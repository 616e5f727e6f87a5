//! migrad — argmin-powered variable-metric minimizer for user objectives.
//!
//! Purpose
//! -------
//! Provide the numerical core behind `minuit::MnMigrad`: given a user
//! objective implementing [`FCN`] and a starting point in the internal
//! (unbounded) parameter space, run L-BFGS with a configurable line search
//! and report the best point found together with call counts.
//!
//! Key behaviors
//! -------------
//! - Bridge any [`FCN`] into Argmin through [`adapter::ArgMinAdapter`],
//!   counting every objective call (finite-difference evaluations included).
//! - Expose [`minimize`] / [`api::minimize_counted`], which:
//!   - reject non-finite starting values,
//!   - return the start point when its gradient is already negligible,
//!   - select an L-BFGS solver via [`builders`] based on [`LineSearcher`],
//!   - execute it via [`run::run_lbfgs`] and normalize the result into an
//!     [`OptimOutcome`].
//! - Provide finite-difference gradients and Hessians in [`finite_diff`]
//!   for objectives without analytic derivatives.
//!
//! Invariants & assumptions
//! ------------------------
//! - The objective is minimized as-is; no sign convention is imposed.
//! - [`FCN::value`] and [`FCN::grad`] report invalid inputs as [`OptError`]
//!   values, never panics.
//! - [`Tolerances`] and [`MigradOptions`] are validated on construction.
//!
//! Conventions
//! -----------
//! - Vectors and matrices use the aliases in [`types`].
//! - Errors bubble up as [`OptResult<T>`]; raw Argmin errors never escape.
//!
//! Testing notes
//! -------------
//! - Unit tests in submodules cover call counting and analytic gradients in
//!   [`adapter`], solver wiring in [`builders`], finite differences and
//!   validation, and configuration invariants in [`traits`].
//! - [`api`] tests run full minimizations on quadratic and Rosenbrock
//!   objectives; the Minuit layer and tests/ cover limits and covariance.
//!
//! [`OptError`]: crate::optimization::errors::OptError
//! [`OptResult<T>`]: crate::optimization::errors::OptResult

pub mod adapter;
pub mod api;
pub mod builders;
pub mod finite_diff;
pub mod run;
pub mod traits;
pub mod types;
pub mod validation;

// ---- Re-exports (primary public surface) ----------------------------------

pub use self::api::{minimize, minimize_counted};
pub use self::traits::{FCN, LineSearcher, MigradOptions, OptimOutcome, Tolerances};
pub use self::types::{Cost, DEFAULT_LBFGS_MEM, FnEvalMap, Grad, Hessian, Theta};

pub mod prelude {
    pub use super::api::minimize;
    pub use super::traits::{FCN, LineSearcher, MigradOptions, OptimOutcome, Tolerances};
    pub use super::types::{Cost, Grad, Theta};
}
//! PyO3 glue: Python objectives as [`FCN`] implementations.
//!
//! A Python objective is any callable taking a 1-D `numpy.ndarray` of
//! parameter values and returning a float; `Up()` is read once when the
//! wrapper is built. Exceptions raised by the callable are kept and handed
//! back unmodified once the minimizer has unwound.
use std::cell::RefCell;

use numpy::ToPyArray;
use pyo3::{exceptions::PyTypeError, prelude::*, types::PyAny};

use crate::{
    minuit::MinuitResult,
    optimization::{
        errors::{OptError, OptResult},
        migrad::{Cost, FCN, Theta},
    },
};

/// Name of the error-definition method on Python objectives.
pub const UP_METHOD: &str = "Up";

pub struct PyObjective {
    obj: Py<PyAny>,
    up: f64,
    raised: RefCell<Option<PyErr>>,
}

impl PyObjective {
    /// Wrap `obj`, reading its error definition.
    ///
    /// # Errors
    /// `TypeError` if `obj` is not callable or `Up()` does not return a float;
    /// any exception raised by `Up()` itself.
    pub fn new(py: Python<'_>, obj: Py<PyAny>) -> PyResult<Self> {
        let bound = obj.bind(py);
        if !bound.is_callable() {
            return Err(PyTypeError::new_err("fcn must be callable"));
        }
        let up: f64 = bound.call_method0(UP_METHOD)?.extract()?;
        Ok(Self { obj, up, raised: RefCell::new(None) })
    }

    /// The first exception raised by the objective, if any.
    pub fn take_error(&self) -> Option<PyErr> {
        self.raised.borrow_mut().take()
    }

    /// Turn a minimizer result into a Python one.
    ///
    /// An exception raised by the objective wins even when the minimizer
    /// recovered from the failed evaluation and returned `Ok`.
    pub fn finish<T>(&self, res: MinuitResult<T>) -> PyResult<T> {
        match (self.take_error(), res) {
            (Some(raised), _) => Err(raised),
            (None, res) => Ok(res?),
        }
    }

    fn call(&self, par: &Theta) -> PyResult<f64> {
        Python::with_gil(|py| self.obj.bind(py).call1((par.to_pyarray(py),))?.extract::<f64>())
    }
}

impl FCN for PyObjective {
    fn value(&self, par: &Theta) -> OptResult<Cost> {
        self.call(par).map_err(|err| {
            let text = err.to_string();
            let mut slot = self.raised.borrow_mut();
            if slot.is_none() {
                *slot = Some(err);
            }
            OptError::ObjectiveFailed { text }
        })
    }

    fn up(&self) -> f64 {
        self.up
    }
}
//! rust_minuit — Migrad-style minimization with Python bindings, plus
//! serial and parallel π quadrature.
//!
//! Purpose
//! -------
//! Serve as the crate root for Rust callers and as the PyO3 bridge that
//! exposes the minimizer to Python as the `minuit2` extension module.
//!
//! Key behaviors
//! -------------
//! - Re-export the core Rust modules: [`optimization`] (argmin-backed
//!   L-BFGS core and limit transforms), [`inference`] (Hessian,
//!   covariance and EDM), [`minuit`] (parameter sets, `MnMigrad`,
//!   `FunctionMinimum`), and [`quadrature`] (π estimators).
//! - With `python-bindings`, define `FCNBase`, `MnUserParameters`,
//!   `MnApplication`, `MnMigrad` and `FunctionMinimum` under `minuit2`.
//!
//! Invariants & assumptions
//! ------------------------
//! - All numerical work lives in the inner modules; this file performs
//!   only FFI glue, argument defaults, and error mapping.
//! - Python objectives receive a fresh 1-D `numpy.ndarray` on every call.
//!
//! Conventions
//! -----------
//! - Python method names follow Minuit (`Add`, `Up`, `Fval`, ...).
//! - Errors from core Rust code become `ValueError`; exceptions raised by a
//!   Python objective propagate unchanged.
//!
//! Testing notes
//! -------------
//! - Core behavior is covered by unit tests in the inner modules and by the
//!   integration tests in `tests/`.

pub mod inference;
pub mod minuit;
pub mod optimization;
pub mod quadrature;

#[cfg(feature = "python-bindings")]
pub mod utils;

#[cfg(feature = "python-bindings")]
use numpy::{PyArray2, ToPyArray};

#[cfg(feature = "python-bindings")]
use pyo3::{
    exceptions::PyNotImplementedError,
    prelude::*,
    types::{PyAny, PyDict, PyTuple},
};

#[cfg(feature = "python-bindings")]
use crate::{
    minuit::{
        DEFAULT_TOLERANCE, FunctionMinimum, MinuitError, MnApplication, MnMigrad, MnStrategy,
        MnUserParameters,
    },
    utils::PyObjective,
};

/// FCNBase — base class for Python objectives.
///
/// Subclasses implement `__call__(self, v)` returning a float for the
/// parameter array `v`, and `Up(self)` returning the error definition
/// (`1.0` for χ², `0.5` for negative log-likelihood).
#[cfg(feature = "python-bindings")]
#[pyclass(subclass, name = "FCNBase", module = "minuit2")]
pub struct PyFCNBase;

#[cfg(feature = "python-bindings")]
#[pymethods]
impl PyFCNBase {
    #[new]
    #[pyo3(signature = (*_args, **_kwargs))]
    fn new(_args: &Bound<'_, PyTuple>, _kwargs: Option<&Bound<'_, PyDict>>) -> Self {
        PyFCNBase
    }

    fn __call__(&self, _v: &Bound<'_, PyAny>) -> PyResult<f64> {
        Err(PyNotImplementedError::new_err("FCNBase subclasses must implement __call__"))
    }

    #[pyo3(name = "Up")]
    fn up(&self) -> PyResult<f64> {
        Err(PyNotImplementedError::new_err("FCNBase subclasses must implement Up"))
    }
}

/// MnUserParameters — named parameter set handed to a minimizer.
#[cfg(feature = "python-bindings")]
#[pyclass(name = "MnUserParameters", module = "minuit2")]
#[derive(Clone, Default)]
pub struct PyMnUserParameters {
    inner: MnUserParameters,
}

#[cfg(feature = "python-bindings")]
#[pymethods]
impl PyMnUserParameters {
    #[new]
    fn new() -> Self {
        Self::default()
    }

    /// `Add(name, value)` adds a constant; `Add(name, value, error)` adds a
    /// free parameter with initial step `error`.
    ///
    /// Returns `False` if the name is already taken.
    #[pyo3(name = "Add", signature = (name, value, error = None))]
    fn add(&mut self, name: &str, value: f64, error: Option<f64>) -> PyResult<bool> {
        let added = match error {
            Some(step) => self.inner.add_with_step(name, value, step),
            None => self.inner.add(name, value),
        };
        match added {
            Ok(()) => Ok(true),
            Err(MinuitError::DuplicateParameter { .. }) => Ok(false),
            Err(err) => Err(err.into()),
        }
    }

    #[pyo3(name = "Fix")]
    fn fix(&mut self, name: &str) -> PyResult<()> {
        Ok(self.inner.fix(name)?)
    }

    #[pyo3(name = "Release")]
    fn release(&mut self, name: &str) -> PyResult<()> {
        Ok(self.inner.release(name)?)
    }

    #[pyo3(name = "SetValue")]
    fn set_value(&mut self, name: &str, value: f64) -> PyResult<()> {
        Ok(self.inner.set_value(name, value)?)
    }

    #[pyo3(name = "SetError")]
    fn set_error(&mut self, name: &str, error: f64) -> PyResult<()> {
        Ok(self.inner.set_error(name, error)?)
    }

    #[pyo3(name = "SetLimits")]
    fn set_limits(&mut self, name: &str, lower: f64, upper: f64) -> PyResult<()> {
        Ok(self.inner.set_limits(name, lower, upper)?)
    }

    #[pyo3(name = "SetLowerLimit")]
    fn set_lower_limit(&mut self, name: &str, lower: f64) -> PyResult<()> {
        Ok(self.inner.set_lower_limit(name, lower)?)
    }

    #[pyo3(name = "SetUpperLimit")]
    fn set_upper_limit(&mut self, name: &str, upper: f64) -> PyResult<()> {
        Ok(self.inner.set_upper_limit(name, upper)?)
    }

    #[pyo3(name = "RemoveLimits")]
    fn remove_limits(&mut self, name: &str) -> PyResult<()> {
        Ok(self.inner.remove_limits(name)?)
    }

    #[pyo3(name = "Value")]
    fn value(&self, name: &str) -> PyResult<f64> {
        Ok(self.inner.value(name)?)
    }

    #[pyo3(name = "Error")]
    fn error(&self, name: &str) -> PyResult<f64> {
        Ok(self.inner.error(name)?)
    }

    #[pyo3(name = "Params")]
    fn params(&self) -> Vec<f64> {
        self.inner.values()
    }

    #[pyo3(name = "Errors")]
    fn errors(&self) -> Vec<f64> {
        self.inner.errors()
    }

    fn __len__(&self) -> usize {
        self.inner.len()
    }
}

/// MnApplication — callable base of the minimizers.
///
/// `app(maxfcn=0, tolerance=0.1)` runs the minimization and returns a
/// `FunctionMinimum`; the application's parameters move to the minimum so
/// a second call continues from there.
#[cfg(feature = "python-bindings")]
#[pyclass(subclass, name = "MnApplication", module = "minuit2")]
pub struct PyMnApplication {
    fcn: Py<PyAny>,
    params: MnUserParameters,
    strategy: MnStrategy,
}

#[cfg(feature = "python-bindings")]
#[pymethods]
impl PyMnApplication {
    #[pyo3(signature = (maxfcn = 0, tolerance = DEFAULT_TOLERANCE))]
    fn __call__(
        &mut self, py: Python<'_>, maxfcn: usize, tolerance: f64,
    ) -> PyResult<PyFunctionMinimum> {
        let objective = PyObjective::new(py, self.fcn.clone_ref(py))?;
        let mut migrad = MnMigrad::new(&objective, self.params.clone(), self.strategy);
        let minimum = objective.finish(migrad.minimize(maxfcn, tolerance))?;
        self.params = migrad.parameters().clone();
        Ok(PyFunctionMinimum { inner: minimum })
    }

    #[pyo3(name = "Parameters")]
    fn parameters(&self) -> PyMnUserParameters {
        PyMnUserParameters { inner: self.params.clone() }
    }

    #[pyo3(name = "Strategy")]
    fn strategy(&self) -> u32 {
        self.strategy.level()
    }

    #[pyo3(name = "Fix")]
    fn fix(&mut self, name: &str) -> PyResult<()> {
        Ok(self.params.fix(name)?)
    }

    #[pyo3(name = "Release")]
    fn release(&mut self, name: &str) -> PyResult<()> {
        Ok(self.params.release(name)?)
    }

    #[pyo3(name = "SetValue")]
    fn set_value(&mut self, name: &str, value: f64) -> PyResult<()> {
        Ok(self.params.set_value(name, value)?)
    }
}

/// MnMigrad — variable-metric minimizer, `MnMigrad(fcn, par, stra=1)`.
#[cfg(feature = "python-bindings")]
#[pyclass(extends = PyMnApplication, name = "MnMigrad", module = "minuit2")]
pub struct PyMnMigrad;

#[cfg(feature = "python-bindings")]
#[pymethods]
impl PyMnMigrad {
    #[new]
    #[pyo3(signature = (fcn, par, stra = 1))]
    fn new(
        py: Python<'_>, fcn: Py<PyAny>, par: PyRef<'_, PyMnUserParameters>, stra: u32,
    ) -> PyResult<(Self, PyMnApplication)> {
        // Fail at construction rather than on the first call.
        PyObjective::new(py, fcn.clone_ref(py))?;
        let strategy = MnStrategy::new(stra)?;
        Ok((PyMnMigrad, PyMnApplication { fcn, params: par.inner.clone(), strategy }))
    }
}

/// FunctionMinimum — result of a minimization; `str()` gives the report.
#[cfg(feature = "python-bindings")]
#[pyclass(name = "FunctionMinimum", module = "minuit2")]
pub struct PyFunctionMinimum {
    inner: FunctionMinimum,
}

#[cfg(feature = "python-bindings")]
#[pymethods]
impl PyFunctionMinimum {
    fn __str__(&self) -> String {
        self.inner.to_string()
    }

    fn __repr__(&self) -> String {
        self.inner.to_string()
    }

    #[pyo3(name = "Fval")]
    fn fval(&self) -> f64 {
        self.inner.fval()
    }

    #[pyo3(name = "Edm")]
    fn edm(&self) -> f64 {
        self.inner.edm()
    }

    #[pyo3(name = "NFcn")]
    fn nfcn(&self) -> usize {
        self.inner.nfcn()
    }

    #[pyo3(name = "Up")]
    fn up(&self) -> f64 {
        self.inner.up()
    }

    #[pyo3(name = "IsValid")]
    fn is_valid(&self) -> bool {
        self.inner.is_valid()
    }

    #[pyo3(name = "IsAboveMaxEdm")]
    fn is_above_max_edm(&self) -> bool {
        self.inner.is_above_max_edm()
    }

    #[pyo3(name = "HasReachedCallLimit")]
    fn has_reached_call_limit(&self) -> bool {
        self.inner.has_reached_call_limit()
    }

    #[pyo3(name = "HasPosDefCovar")]
    fn has_pos_def_covar(&self) -> bool {
        self.inner.has_pos_def_covar()
    }

    #[pyo3(name = "UserParameters")]
    fn user_parameters(&self) -> PyMnUserParameters {
        PyMnUserParameters { inner: self.inner.user_parameters().clone() }
    }

    /// Covariance of the free parameters as a 2-D `numpy.ndarray`.
    #[pyo3(name = "Covariance")]
    fn covariance<'py>(&self, py: Python<'py>) -> Bound<'py, PyArray2<f64>> {
        self.inner.covariance().to_pyarray(py)
    }
}

/// minuit2 — PyO3 module initializer.
///
/// Registers `FCNBase`, `MnUserParameters`, `MnApplication`, `MnMigrad`
/// and `FunctionMinimum`. Invoked by Python on import.
#[cfg(feature = "python-bindings")]
#[pymodule]
fn minuit2(m: &Bound<'_, PyModule>) -> PyResult<()> {
    m.add_class::<PyFCNBase>()?;
    m.add_class::<PyMnUserParameters>()?;
    m.add_class::<PyMnApplication>()?;
    m.add_class::<PyMnMigrad>()?;
    m.add_class::<PyFunctionMinimum>()?;
    Ok(())
}
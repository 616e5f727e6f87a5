//! Message-passing π estimate: every rank sums its own partition and the
//! totals are reduced onto rank 0, which reports.
//!
//! Default build: `PI_NUM_PROCS` in-process ranks. With the `mpi` feature
//! the ranks are the processes started by `mpiexec -n <procs>`.
use anyhow::Result;
use rust_minuit::quadrature::{Collective, PiReport, QuadratureOptions, rank_pi};

fn greet_and_run<C: Collective>(comm: &C, num_steps: u64) -> Result<Option<PiReport>> {
    println!("Hello from {} of {}", comm.rank(), comm.size());
    Ok(rank_pi(comm, num_steps)?)
}

#[cfg(feature = "mpi")]
fn main() -> Result<()> {
    use rust_minuit::quadrature::mpi::MpiWorld;

    let opts = QuadratureOptions::from_env()?;
    let world = MpiWorld::init()?;
    if let Some(rep) = greet_and_run(&world, opts.num_steps)? {
        println!("{rep}");
    }
    Ok(())
}

#[cfg(not(feature = "mpi"))]
fn main() -> Result<()> {
    use anyhow::Context;
    use rust_minuit::quadrature::World;

    let opts = QuadratureOptions::from_env()?;
    let world = World::new(opts.num_procs)?;
    let reports = world.run(|comm| greet_and_run(comm, opts.num_steps))?;

    let mut root = None;
    for rep in reports {
        if let Some(rep) = rep? {
            root = Some(rep);
        }
    }
    let rep = root.context("rank 0 produced no result")?;
    println!("{rep}");
    Ok(())
}
use serde_json::Value;

use crate::catalog::{is_falsy, SpecRecord};
use crate::enrich::WikiSummary;

/// Fields that never appear in a spec block: the internal row id, and
/// the raw year superseded by the range fields.
const EXCLUDED_FIELDS: [&str; 2] = ["Year", "id_trim"];

/// Shown both when nothing matched and when the spec list never loaded.
pub const NO_SPECS_NOTICE: &str = "No detailed specs found for this car.";

/// Everything one search displays, shaped but not yet styled. The
/// terminal layer formats this without adding data of its own.
#[derive(Debug, Clone)]
pub struct ResultDocument {
  pub heading: String,
  pub wiki: Option<WikiSummary>,
  pub body: DocumentBody,
}

#[derive(Debug, Clone)]
pub enum DocumentBody {
  /// covers matcher failure and an empty match alike
  NoSpecs,
  Specs { blocks: Vec<SpecBlock> },
}

/// One numbered display block for a matched record.
#[derive(Debug, Clone)]
pub struct SpecBlock {
  pub title: String,
  pub photo: Option<String>,
  pub fields: Vec<Field>,
}

#[derive(Debug, Clone, PartialEq)]
pub struct Field {
  pub label: String,
  pub value: String,
}

pub fn document(
  make: &str,
  model: &str,
  blocks: Option<Vec<SpecBlock>>,
  wiki: Option<WikiSummary>,
) -> ResultDocument {
  let body = match blocks {
    None => DocumentBody::NoSpecs,
    Some(blocks) if blocks.is_empty() => DocumentBody::NoSpecs,
    Some(blocks) => DocumentBody::Specs { blocks },
  };

  ResultDocument { heading: format!("{} - {}", make, model), wiki, body }
}

/// The photo was looked up with this record's own make, model and trim,
/// so a multi-trim match can carry a different photo per block. Fields
/// keep dataset order; excluded and empty ones are dropped.
pub fn spec_block(position: usize, record: &SpecRecord, photo: Option<String>) -> SpecBlock {
  let fields = record
    .fields()
    .filter(|(key, _)| !EXCLUDED_FIELDS.contains(key))
    .filter_map(|(key, value)| {
      Some(Field { label: humanize(key), value: display_value(value)? })
    })
    .collect();

  SpecBlock {
    title: format!("Trim {}: {}", position + 1, record.trim().unwrap_or("N/A")),
    photo,
    fields,
  }
}

fn display_value(value: &Value) -> Option<String> {
  if is_falsy(value) {
    return None;
  }

  match value {
    Value::String(s) => Some(s.clone()),
    Value::Number(n) => Some(n.to_string()),
    Value::Bool(_) => Some("true".into()),
    other => Some(other.to_string()),
  }
}

/// "fuel_tank_capacity" reads as "Fuel Tank Capacity"
fn humanize(key: &str) -> String {
  key
    .replace('_', " ")
    .split(' ')
    .map(|word| {
      let mut chars = word.chars();
      match chars.next() {
        Some(first) => first.to_uppercase().collect::<String>() + chars.as_str(),
        None => String::new(),
      }
    })
    .collect::<Vec<_>>()
    .join(" ")
}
--------------------------------------------------
(Your objective)
Your answer should be each line of the data that contains the word "without", copied as it stands.

(Finished exercise)
//!   for objectives without analytic derivatives.
/// terminal layer formats this without adding data of its own.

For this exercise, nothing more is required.